## HOW TO COMPLETE THIS TASK
Keep only the lines of the data below that contain "users", and copy them.

(Stored data)
+===+
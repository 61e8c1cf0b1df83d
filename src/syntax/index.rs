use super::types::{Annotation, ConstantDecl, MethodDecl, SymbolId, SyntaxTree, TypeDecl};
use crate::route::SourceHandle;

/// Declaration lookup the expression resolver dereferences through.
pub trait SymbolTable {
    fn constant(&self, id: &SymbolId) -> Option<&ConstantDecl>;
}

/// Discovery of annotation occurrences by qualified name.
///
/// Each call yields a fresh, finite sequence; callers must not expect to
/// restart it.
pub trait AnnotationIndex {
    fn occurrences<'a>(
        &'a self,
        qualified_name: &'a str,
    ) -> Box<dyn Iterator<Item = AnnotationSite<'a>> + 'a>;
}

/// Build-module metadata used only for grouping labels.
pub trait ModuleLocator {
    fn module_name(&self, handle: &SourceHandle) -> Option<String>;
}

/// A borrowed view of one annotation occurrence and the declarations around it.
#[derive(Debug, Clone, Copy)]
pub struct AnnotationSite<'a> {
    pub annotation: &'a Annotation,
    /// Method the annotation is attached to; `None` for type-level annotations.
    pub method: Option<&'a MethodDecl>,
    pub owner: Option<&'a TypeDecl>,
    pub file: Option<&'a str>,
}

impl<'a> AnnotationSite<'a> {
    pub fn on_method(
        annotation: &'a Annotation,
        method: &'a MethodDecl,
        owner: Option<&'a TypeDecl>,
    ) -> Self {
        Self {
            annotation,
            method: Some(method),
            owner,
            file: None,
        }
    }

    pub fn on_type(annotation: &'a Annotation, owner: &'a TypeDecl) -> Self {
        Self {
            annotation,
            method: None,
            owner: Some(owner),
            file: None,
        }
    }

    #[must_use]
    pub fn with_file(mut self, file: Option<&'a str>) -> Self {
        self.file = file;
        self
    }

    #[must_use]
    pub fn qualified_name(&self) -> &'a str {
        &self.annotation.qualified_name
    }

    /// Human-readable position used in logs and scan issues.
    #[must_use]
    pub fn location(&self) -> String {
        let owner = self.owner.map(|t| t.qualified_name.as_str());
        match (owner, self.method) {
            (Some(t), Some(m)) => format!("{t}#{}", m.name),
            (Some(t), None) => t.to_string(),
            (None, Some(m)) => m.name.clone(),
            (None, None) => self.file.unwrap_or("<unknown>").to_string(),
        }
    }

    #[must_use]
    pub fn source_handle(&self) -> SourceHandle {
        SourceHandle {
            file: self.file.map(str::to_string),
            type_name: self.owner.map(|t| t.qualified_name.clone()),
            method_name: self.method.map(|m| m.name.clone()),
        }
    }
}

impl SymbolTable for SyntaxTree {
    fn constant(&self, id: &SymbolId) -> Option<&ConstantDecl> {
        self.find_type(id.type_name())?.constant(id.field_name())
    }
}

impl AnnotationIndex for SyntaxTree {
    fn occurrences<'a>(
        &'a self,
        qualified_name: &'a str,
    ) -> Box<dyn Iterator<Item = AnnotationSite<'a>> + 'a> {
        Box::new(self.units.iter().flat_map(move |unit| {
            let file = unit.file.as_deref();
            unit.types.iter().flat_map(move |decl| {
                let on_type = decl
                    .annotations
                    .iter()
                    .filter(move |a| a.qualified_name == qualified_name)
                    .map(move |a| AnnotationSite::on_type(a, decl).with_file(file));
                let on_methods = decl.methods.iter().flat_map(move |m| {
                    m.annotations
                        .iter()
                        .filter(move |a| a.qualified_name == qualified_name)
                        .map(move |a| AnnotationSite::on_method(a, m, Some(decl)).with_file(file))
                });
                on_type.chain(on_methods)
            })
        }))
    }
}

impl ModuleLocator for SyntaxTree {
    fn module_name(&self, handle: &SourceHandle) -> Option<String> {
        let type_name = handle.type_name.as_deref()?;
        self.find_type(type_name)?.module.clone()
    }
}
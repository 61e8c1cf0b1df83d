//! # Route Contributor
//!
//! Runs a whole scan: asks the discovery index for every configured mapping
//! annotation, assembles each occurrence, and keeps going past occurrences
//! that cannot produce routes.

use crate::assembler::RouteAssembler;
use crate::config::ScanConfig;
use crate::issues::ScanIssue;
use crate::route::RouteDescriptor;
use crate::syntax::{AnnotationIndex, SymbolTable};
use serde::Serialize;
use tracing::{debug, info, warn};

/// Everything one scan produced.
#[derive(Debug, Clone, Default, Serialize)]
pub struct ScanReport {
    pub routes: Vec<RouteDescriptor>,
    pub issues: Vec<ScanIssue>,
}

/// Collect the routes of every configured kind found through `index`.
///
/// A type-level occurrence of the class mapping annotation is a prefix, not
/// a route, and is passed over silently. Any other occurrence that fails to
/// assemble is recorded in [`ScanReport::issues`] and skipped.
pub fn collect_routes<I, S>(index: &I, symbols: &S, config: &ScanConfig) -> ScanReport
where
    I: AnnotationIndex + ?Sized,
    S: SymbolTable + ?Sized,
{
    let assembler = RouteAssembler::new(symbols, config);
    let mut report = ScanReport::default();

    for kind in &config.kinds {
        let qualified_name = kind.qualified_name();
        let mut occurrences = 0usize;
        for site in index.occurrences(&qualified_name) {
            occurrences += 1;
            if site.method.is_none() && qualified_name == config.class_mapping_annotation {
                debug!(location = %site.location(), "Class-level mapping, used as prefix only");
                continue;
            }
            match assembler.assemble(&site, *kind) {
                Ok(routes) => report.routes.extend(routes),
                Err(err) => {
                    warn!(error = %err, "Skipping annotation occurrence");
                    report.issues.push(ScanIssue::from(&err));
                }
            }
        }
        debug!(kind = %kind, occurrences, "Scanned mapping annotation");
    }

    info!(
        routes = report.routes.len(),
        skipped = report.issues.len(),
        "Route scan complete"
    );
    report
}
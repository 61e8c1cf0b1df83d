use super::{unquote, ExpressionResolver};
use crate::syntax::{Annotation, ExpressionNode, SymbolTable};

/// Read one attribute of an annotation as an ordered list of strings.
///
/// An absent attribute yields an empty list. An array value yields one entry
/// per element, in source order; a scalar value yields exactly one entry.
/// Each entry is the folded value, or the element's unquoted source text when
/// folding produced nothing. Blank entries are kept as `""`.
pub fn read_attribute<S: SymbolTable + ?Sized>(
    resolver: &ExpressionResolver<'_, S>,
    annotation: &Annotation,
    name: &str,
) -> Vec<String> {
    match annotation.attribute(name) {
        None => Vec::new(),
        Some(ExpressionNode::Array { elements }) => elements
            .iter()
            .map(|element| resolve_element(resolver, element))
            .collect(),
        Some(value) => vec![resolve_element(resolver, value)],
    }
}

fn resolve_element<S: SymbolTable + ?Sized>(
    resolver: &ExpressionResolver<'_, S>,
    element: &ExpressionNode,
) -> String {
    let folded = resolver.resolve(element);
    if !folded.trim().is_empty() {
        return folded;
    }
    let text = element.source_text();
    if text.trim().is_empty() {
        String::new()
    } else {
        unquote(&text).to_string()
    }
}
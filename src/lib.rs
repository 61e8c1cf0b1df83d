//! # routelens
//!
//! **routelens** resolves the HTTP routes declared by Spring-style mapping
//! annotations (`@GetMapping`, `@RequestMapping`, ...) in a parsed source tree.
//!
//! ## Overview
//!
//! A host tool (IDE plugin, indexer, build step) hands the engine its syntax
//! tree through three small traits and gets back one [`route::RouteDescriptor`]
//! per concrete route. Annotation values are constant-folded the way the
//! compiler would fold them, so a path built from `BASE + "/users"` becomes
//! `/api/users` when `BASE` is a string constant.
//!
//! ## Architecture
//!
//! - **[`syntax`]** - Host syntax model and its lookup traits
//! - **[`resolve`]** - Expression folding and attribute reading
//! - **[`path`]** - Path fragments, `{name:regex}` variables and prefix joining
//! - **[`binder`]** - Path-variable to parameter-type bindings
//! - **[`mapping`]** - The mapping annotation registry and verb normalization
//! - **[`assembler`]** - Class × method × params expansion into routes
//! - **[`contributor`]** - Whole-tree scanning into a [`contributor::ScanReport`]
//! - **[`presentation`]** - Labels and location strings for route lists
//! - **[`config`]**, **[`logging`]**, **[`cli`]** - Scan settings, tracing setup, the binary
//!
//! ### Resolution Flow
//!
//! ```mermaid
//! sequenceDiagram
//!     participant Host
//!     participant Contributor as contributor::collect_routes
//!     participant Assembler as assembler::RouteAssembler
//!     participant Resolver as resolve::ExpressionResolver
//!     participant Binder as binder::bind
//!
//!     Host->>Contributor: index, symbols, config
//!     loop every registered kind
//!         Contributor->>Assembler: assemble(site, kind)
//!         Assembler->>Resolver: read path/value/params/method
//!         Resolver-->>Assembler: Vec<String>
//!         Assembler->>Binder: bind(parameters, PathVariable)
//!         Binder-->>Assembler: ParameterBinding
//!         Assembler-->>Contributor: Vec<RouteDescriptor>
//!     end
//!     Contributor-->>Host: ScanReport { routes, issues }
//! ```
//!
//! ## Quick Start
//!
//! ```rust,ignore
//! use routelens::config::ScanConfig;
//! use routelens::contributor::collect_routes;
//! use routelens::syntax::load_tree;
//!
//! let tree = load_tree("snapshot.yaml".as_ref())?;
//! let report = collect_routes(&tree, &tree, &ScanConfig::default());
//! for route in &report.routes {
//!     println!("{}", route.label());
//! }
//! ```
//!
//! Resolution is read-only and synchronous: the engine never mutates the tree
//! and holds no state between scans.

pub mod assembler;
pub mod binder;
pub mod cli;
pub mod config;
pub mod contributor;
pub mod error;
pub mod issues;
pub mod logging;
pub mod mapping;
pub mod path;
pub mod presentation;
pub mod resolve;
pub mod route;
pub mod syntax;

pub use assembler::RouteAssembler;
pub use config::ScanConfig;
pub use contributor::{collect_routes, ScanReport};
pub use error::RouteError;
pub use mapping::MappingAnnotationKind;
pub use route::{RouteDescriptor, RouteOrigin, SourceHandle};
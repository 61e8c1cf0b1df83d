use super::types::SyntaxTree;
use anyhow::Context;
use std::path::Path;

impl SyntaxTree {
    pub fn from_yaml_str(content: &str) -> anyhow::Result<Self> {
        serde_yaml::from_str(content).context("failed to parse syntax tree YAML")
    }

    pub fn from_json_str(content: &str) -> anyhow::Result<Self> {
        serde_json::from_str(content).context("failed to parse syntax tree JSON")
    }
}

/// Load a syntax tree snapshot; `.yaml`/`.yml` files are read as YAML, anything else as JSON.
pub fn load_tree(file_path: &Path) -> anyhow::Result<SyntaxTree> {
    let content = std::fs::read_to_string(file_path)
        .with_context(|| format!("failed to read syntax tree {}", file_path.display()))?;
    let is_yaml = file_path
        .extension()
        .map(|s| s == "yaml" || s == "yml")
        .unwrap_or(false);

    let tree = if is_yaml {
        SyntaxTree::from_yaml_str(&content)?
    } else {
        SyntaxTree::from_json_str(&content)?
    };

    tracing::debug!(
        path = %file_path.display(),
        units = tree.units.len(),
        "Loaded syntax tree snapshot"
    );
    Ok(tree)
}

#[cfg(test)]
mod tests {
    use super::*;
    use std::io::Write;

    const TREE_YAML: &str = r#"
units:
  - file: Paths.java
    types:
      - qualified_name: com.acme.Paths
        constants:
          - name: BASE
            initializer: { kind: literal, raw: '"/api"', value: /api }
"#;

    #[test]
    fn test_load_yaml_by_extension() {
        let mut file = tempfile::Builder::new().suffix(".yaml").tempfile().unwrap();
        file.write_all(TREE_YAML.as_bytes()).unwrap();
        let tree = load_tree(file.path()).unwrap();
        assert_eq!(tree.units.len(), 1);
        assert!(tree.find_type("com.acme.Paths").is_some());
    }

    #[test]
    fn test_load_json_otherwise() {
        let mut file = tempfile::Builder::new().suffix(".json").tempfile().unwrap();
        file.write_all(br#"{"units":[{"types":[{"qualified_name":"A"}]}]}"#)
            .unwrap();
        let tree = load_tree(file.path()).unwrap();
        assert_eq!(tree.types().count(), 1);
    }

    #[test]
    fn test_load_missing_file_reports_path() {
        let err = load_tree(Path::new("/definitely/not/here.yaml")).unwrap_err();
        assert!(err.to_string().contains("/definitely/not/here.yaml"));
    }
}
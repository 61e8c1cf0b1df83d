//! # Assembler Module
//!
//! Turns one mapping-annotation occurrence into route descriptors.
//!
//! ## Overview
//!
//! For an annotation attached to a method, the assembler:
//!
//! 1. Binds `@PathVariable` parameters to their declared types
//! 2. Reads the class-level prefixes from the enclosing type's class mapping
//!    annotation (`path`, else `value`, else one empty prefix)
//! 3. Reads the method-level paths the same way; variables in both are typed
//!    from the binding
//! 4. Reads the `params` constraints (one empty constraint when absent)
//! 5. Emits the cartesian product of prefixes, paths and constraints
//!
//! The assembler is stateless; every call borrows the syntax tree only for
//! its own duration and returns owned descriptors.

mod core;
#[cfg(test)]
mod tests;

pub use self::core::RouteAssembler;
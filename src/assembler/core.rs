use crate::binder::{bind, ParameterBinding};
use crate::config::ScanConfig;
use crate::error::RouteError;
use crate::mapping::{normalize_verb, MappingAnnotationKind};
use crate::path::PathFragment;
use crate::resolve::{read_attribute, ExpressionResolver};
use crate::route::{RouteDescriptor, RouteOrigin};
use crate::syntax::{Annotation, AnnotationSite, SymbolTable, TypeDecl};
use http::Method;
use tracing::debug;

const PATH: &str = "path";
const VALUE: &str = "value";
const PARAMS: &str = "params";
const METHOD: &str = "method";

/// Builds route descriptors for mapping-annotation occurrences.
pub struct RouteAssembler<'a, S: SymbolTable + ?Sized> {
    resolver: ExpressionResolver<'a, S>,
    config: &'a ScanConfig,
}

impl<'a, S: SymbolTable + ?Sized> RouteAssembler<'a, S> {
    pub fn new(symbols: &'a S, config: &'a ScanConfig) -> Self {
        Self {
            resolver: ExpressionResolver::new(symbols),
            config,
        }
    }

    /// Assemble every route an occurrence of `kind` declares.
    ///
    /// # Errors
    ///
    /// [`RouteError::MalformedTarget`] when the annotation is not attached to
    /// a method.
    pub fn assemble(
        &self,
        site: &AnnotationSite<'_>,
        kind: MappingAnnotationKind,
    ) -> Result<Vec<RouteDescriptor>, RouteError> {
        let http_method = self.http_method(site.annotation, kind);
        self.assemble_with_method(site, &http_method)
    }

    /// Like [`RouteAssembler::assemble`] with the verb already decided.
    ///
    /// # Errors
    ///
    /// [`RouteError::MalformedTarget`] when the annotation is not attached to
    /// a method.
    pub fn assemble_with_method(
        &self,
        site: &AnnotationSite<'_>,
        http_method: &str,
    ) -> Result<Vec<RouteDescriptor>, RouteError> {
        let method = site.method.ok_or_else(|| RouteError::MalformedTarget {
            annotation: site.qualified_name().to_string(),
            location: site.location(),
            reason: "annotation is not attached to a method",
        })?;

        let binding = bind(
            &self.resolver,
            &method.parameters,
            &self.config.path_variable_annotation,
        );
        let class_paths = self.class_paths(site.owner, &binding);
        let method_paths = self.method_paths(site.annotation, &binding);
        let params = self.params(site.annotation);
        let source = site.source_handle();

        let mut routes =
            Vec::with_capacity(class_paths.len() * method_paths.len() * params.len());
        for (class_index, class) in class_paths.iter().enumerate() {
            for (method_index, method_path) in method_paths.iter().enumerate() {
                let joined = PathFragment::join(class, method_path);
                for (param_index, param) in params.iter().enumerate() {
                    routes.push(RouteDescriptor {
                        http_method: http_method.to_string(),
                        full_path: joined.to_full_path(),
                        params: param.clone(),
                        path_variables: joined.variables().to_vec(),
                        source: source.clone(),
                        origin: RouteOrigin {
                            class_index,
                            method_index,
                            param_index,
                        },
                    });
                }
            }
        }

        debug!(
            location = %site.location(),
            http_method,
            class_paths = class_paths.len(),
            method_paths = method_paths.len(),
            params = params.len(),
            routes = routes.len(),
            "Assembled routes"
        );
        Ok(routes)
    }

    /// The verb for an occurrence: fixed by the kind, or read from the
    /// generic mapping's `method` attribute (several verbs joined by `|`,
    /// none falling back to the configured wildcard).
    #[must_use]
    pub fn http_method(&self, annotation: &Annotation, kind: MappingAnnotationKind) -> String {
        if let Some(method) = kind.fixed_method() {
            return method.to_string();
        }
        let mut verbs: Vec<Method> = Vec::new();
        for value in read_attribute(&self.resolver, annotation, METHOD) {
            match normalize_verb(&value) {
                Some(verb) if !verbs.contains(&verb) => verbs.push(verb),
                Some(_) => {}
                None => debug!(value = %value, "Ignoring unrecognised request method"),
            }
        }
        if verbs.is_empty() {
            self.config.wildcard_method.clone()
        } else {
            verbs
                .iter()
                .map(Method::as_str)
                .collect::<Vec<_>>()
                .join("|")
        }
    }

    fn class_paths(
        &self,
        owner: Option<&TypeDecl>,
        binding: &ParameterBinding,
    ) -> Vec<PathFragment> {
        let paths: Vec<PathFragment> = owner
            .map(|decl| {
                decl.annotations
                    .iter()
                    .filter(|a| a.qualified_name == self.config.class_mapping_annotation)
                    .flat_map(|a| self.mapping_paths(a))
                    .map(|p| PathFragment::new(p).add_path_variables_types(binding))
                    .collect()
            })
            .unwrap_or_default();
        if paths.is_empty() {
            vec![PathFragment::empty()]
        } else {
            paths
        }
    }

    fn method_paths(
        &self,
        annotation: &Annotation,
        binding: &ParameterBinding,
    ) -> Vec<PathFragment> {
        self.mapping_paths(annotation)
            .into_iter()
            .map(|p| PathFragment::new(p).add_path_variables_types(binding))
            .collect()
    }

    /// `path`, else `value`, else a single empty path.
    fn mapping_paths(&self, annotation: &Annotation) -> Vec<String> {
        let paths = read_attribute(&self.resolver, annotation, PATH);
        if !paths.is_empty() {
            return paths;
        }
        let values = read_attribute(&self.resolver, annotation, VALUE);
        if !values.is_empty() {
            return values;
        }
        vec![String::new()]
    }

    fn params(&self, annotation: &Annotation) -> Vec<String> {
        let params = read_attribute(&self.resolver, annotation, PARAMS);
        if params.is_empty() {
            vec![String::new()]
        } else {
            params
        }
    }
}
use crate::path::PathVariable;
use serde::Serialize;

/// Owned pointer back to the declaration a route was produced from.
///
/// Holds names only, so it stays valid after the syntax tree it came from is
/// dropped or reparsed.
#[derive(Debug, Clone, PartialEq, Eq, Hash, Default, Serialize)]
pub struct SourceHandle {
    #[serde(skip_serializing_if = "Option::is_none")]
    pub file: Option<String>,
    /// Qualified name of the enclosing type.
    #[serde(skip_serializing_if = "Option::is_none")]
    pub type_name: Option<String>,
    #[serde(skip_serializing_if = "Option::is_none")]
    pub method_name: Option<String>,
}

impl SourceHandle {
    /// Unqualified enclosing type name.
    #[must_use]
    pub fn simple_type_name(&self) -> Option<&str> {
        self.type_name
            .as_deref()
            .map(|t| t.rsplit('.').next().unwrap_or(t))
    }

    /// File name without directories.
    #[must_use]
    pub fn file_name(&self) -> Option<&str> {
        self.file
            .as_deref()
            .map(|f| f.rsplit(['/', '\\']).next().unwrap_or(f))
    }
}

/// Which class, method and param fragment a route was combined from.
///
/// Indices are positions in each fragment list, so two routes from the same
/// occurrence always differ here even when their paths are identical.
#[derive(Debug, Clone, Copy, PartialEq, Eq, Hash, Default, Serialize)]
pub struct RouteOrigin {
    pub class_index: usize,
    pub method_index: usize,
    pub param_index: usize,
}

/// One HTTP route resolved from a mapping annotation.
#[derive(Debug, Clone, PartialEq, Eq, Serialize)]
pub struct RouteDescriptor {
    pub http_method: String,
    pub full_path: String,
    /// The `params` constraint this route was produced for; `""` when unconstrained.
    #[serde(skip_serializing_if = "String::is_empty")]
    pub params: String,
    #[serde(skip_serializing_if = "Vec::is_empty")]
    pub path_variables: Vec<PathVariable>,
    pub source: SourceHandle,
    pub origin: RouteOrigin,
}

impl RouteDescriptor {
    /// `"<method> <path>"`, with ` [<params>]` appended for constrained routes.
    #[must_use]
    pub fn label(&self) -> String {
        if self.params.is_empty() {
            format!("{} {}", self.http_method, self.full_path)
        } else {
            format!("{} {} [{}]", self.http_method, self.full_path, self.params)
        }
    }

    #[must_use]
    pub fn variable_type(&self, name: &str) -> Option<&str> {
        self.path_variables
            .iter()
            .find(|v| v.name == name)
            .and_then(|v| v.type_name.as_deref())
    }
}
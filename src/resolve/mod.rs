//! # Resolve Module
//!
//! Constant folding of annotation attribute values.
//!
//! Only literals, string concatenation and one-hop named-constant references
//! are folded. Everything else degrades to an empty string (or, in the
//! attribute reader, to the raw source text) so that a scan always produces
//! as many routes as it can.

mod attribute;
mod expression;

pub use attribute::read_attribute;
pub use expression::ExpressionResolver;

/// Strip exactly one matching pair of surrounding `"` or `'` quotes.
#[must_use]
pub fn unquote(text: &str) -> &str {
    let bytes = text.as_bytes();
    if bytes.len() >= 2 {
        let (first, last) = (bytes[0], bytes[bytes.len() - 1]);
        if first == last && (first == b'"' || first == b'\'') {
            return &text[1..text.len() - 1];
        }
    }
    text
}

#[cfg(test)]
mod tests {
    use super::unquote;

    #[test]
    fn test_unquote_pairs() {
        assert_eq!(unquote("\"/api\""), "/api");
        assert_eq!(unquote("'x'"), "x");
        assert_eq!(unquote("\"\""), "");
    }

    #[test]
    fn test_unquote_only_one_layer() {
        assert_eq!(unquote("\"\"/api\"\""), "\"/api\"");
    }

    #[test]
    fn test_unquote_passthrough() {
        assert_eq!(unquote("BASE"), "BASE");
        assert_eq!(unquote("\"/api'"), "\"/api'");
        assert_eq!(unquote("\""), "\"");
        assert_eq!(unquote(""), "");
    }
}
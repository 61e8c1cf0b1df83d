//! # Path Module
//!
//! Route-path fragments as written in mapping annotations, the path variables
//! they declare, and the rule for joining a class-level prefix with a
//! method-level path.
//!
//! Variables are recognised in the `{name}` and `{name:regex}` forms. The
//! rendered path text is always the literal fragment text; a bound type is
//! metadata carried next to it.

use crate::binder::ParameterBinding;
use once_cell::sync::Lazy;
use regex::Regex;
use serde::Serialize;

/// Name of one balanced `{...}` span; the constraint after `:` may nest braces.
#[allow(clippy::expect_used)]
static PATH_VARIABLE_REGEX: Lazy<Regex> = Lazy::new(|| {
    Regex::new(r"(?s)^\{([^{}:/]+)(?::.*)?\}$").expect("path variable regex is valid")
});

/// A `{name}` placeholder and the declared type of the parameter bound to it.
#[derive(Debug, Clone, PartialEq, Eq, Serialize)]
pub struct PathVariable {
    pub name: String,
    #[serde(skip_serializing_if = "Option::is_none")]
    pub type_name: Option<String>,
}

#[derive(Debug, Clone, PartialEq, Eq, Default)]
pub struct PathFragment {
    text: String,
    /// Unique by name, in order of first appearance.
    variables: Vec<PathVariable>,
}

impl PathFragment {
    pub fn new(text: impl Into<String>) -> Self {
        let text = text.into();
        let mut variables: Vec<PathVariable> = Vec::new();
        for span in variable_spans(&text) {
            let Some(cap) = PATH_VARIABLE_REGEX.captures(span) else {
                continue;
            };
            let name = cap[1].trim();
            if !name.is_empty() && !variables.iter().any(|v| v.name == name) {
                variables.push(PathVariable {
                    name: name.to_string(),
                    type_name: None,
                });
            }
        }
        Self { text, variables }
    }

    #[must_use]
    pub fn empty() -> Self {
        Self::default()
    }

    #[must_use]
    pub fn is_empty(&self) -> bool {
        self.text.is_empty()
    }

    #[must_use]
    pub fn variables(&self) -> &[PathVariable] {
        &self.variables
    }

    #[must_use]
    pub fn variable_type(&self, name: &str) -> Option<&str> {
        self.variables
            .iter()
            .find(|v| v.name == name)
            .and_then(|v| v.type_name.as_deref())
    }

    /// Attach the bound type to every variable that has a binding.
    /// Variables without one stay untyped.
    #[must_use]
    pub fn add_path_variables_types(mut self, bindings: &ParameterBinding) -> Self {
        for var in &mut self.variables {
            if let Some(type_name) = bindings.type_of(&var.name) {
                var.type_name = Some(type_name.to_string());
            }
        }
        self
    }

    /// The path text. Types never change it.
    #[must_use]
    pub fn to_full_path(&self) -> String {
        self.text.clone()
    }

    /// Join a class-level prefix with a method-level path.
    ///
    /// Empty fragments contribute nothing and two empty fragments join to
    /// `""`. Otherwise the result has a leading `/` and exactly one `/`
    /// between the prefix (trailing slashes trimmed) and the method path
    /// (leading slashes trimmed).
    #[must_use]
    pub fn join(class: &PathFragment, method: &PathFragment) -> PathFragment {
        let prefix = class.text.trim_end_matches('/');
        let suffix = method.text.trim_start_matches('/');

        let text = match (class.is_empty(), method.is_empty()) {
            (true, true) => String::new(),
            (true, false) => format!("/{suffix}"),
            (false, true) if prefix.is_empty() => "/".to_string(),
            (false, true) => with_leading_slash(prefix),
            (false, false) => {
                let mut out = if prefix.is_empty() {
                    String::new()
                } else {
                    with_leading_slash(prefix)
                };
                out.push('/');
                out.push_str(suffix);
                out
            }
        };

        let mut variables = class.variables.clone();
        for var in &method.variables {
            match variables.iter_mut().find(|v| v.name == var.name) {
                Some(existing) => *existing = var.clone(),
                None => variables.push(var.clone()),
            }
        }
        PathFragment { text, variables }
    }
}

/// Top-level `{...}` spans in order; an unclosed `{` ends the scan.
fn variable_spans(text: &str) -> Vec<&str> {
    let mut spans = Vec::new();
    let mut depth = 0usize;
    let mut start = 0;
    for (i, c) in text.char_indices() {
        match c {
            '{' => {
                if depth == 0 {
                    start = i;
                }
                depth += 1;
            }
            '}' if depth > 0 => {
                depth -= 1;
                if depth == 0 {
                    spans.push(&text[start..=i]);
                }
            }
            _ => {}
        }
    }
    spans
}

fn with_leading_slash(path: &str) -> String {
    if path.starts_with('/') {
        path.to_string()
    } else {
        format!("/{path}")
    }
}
+===+
## WRITTEN ANSWER
//! compiler would fold them, so a path built from `BASE + "/users"` becomes
//! `/api/users` when `BASE` is a string constant.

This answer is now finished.